### Exercise instructions
Print word for word the first line of the records below and every following line through the one containing "outside the configured"; print nothing else.

[Stored data]
-*-*-

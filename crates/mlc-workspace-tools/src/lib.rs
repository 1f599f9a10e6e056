//! Sandboxed workspace tools for the ML cost analysis agent.
//!
//! The agent uses a restricted directory tree as external scratch memory
//! (todo lists, intermediate findings, draft report sections). Every
//! path is resolved through the `Sandbox`, which rejects traversal
//! outside the configured root, and 4 tools expose the filesystem:
//! write_file, read_file, list_files, grep_files.

pub mod error;
pub mod sandbox;
pub mod tools;
pub mod types;

// Re-export key types for convenience
pub use error::{WorkspaceError, WorkspaceResult};
pub use sandbox::Sandbox;
pub use types::WorkspaceTool;
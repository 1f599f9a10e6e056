//! read_file — read a workspace file back.

use async_trait::async_trait;
use serde_json::json;

use crate::error::{WorkspaceError, WorkspaceResult};
use crate::sandbox::Sandbox;
use crate::tools::require_str;
use crate::types::WorkspaceTool;
use mlc_protocol::ToolOutcome;

pub struct ReadFile;

#[async_trait]
impl WorkspaceTool for ReadFile {
    fn name(&self) -> &str {
        "read_file"
    }

    fn description(&self) -> &str {
        "Read the full content of a workspace file"
    }

    fn parameters_schema(&self) -> serde_json::Value {
        json!({
            "type": "object",
            "properties": {
                "path": {
                    "type": "string",
                    "description": "Workspace-relative path to read"
                }
            },
            "required": ["path"]
        })
    }

    async fn execute(
        &self,
        args: serde_json::Value,
        sandbox: &Sandbox,
    ) -> WorkspaceResult<ToolOutcome> {
        let rel = require_str(&args, "path")?;
        let path = sandbox.resolve(rel)?;

        let content = tokio::fs::read_to_string(&path).await.map_err(|e| {
            if e.kind() == std::io::ErrorKind::NotFound {
                WorkspaceError::NotFound {
                    path: rel.to_string(),
                }
            } else {
                WorkspaceError::Io {
                    message: format!("{}: {e}", path.display()),
                }
            }
        })?;

        let display = sandbox.relative_display(&path);
        let bytes = content.len();
        Ok(ToolOutcome::success(
            self.name(),
            json!({"path": display, "content": content}),
            format!("Read {bytes} byte(s) from {display}"),
        ))
    }
}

-*-*-

### Written response
filename crates/mlc-workspace-tools/src/lib.rs
repository 1f599f9a10e6e056
//! Sandboxed workspace tools for the ML cost analysis agent.
//!
//! The agent uses a restricted directory tree as external scratch memory
//! (todo lists, intermediate findings, draft report sections). Every
//! path is resolved through the `Sandbox`, which rejects traversal
//! outside the configured root, and 4 tools expose the filesystem:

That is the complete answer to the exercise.